Remove from oven, dust generously with powdered sugar using a sifter or seive and then lay a cloth on top. Put a flat pan on top, and turn all over together. Remove pan, remove paper, being careful not to break the edges of thye cake, then roll up with the cloth inside. Let it cool completely before filling. If you want to freeze, you will have to fill it first. Then wrap well and freeze. 

VariationsL grind nuts (walnuts, almonds, filberts) and substiutute some or all of the flour with the ground nuts. (I had a great hungarian cake made this way, but with layers, though i do it often as a roll. (though this is not a buche de noel - more summery a taste than that) You fill it with whipped cream mixed with raspberry jam. Make the sponge with ground walnuts. 

Substitute half the flour with cocoa powder. 

I wonder if anyone knows what difference it makes if you beat the whites and yolks together as opposed to beating separately. I don;t notice a difference.


----------



## boar_d_laze (Feb 13, 2008)

A genoise is traditional for a buche noel. They work exceptionally well as rolls. But, if you've eliminated genoise because dealing with the heat is such a pain... Okay. Good point.
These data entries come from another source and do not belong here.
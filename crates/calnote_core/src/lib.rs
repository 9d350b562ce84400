//! Core state and persistence engine for the calendar note store.
//! This crate is the single source of truth for calendar data invariants.

pub mod config;
pub mod db;
pub mod logging;
pub mod model;
pub mod repo;
pub mod service;

pub use config::{load_config, ConfigError, CoreConfig};
pub use logging::{default_log_level, init_logging, logging_status, LoggingError};
pub use model::day_entry::{parse_entry_date, DayEntry, EntryPatch, EntryValidationError};
pub use model::month::{month_key, CalendarView, MonthKey, YearMonth};
pub use model::settings::{
    GridStyleId, Settings, SettingsField, SettingsPatch, ThemeId, WeekStart, DEFAULT_GRID_STYLE,
};
pub use repo::gateway::{
    Collection, MonthCollection, PersistenceGateway, StorageError, StorageErrorKind,
    StorageResult,
};
pub use repo::sqlite_gateway::SqliteGateway;
pub use service::hooks::{HolidayProvider, LocaleSubsystem, SettingsHooks};
pub use service::projector::{project, Projection, WeekdayPattern};
pub use service::state_store::{
    Lifecycle, ProjectionOutcome, StateStore, StateStoreOptions, StoreError, StoreResult,
};

/// Returns the core crate version.
pub fn core_version() -> &'static str {
    env!("CARGO_PKG_VERSION")
}

#[cfg(test)]
mod tests {
    use super::core_version;

    #[test]
    fn version_is_not_empty() {
        assert!(!core_version().is_empty());
    }
}
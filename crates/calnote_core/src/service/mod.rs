//! Core use-case services.
//!
//! # Responsibility
//! - Orchestrate gateway calls into calendar-level commands.
//! - Keep presentation layers decoupled from storage details.

pub mod hooks;
mod key_locks;
pub mod projector;
pub mod state_store;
While fresh and scratch is always a good idea, I think any quality boxed, sponge cake like Duncan Hines, Pillsbury or better, would work well. In the context of real life, your _buche noel_ will not be judged by the quality of the sponge. Or, if it is, you need better relatives.

Just as long as you're not having Tom and Padma over for coffee and dessert.

BDL


----------



## siduri (Aug 13, 2006)

Hi BDL, 
i didn;t realize you could make a roll cake with a butter cake recipe. I seem to remember that it cracks and breaks since butter cakes are tender and not very flexible. Or am i wrong? Wouldn't it lack the structure to hold up under the rolling and the bending?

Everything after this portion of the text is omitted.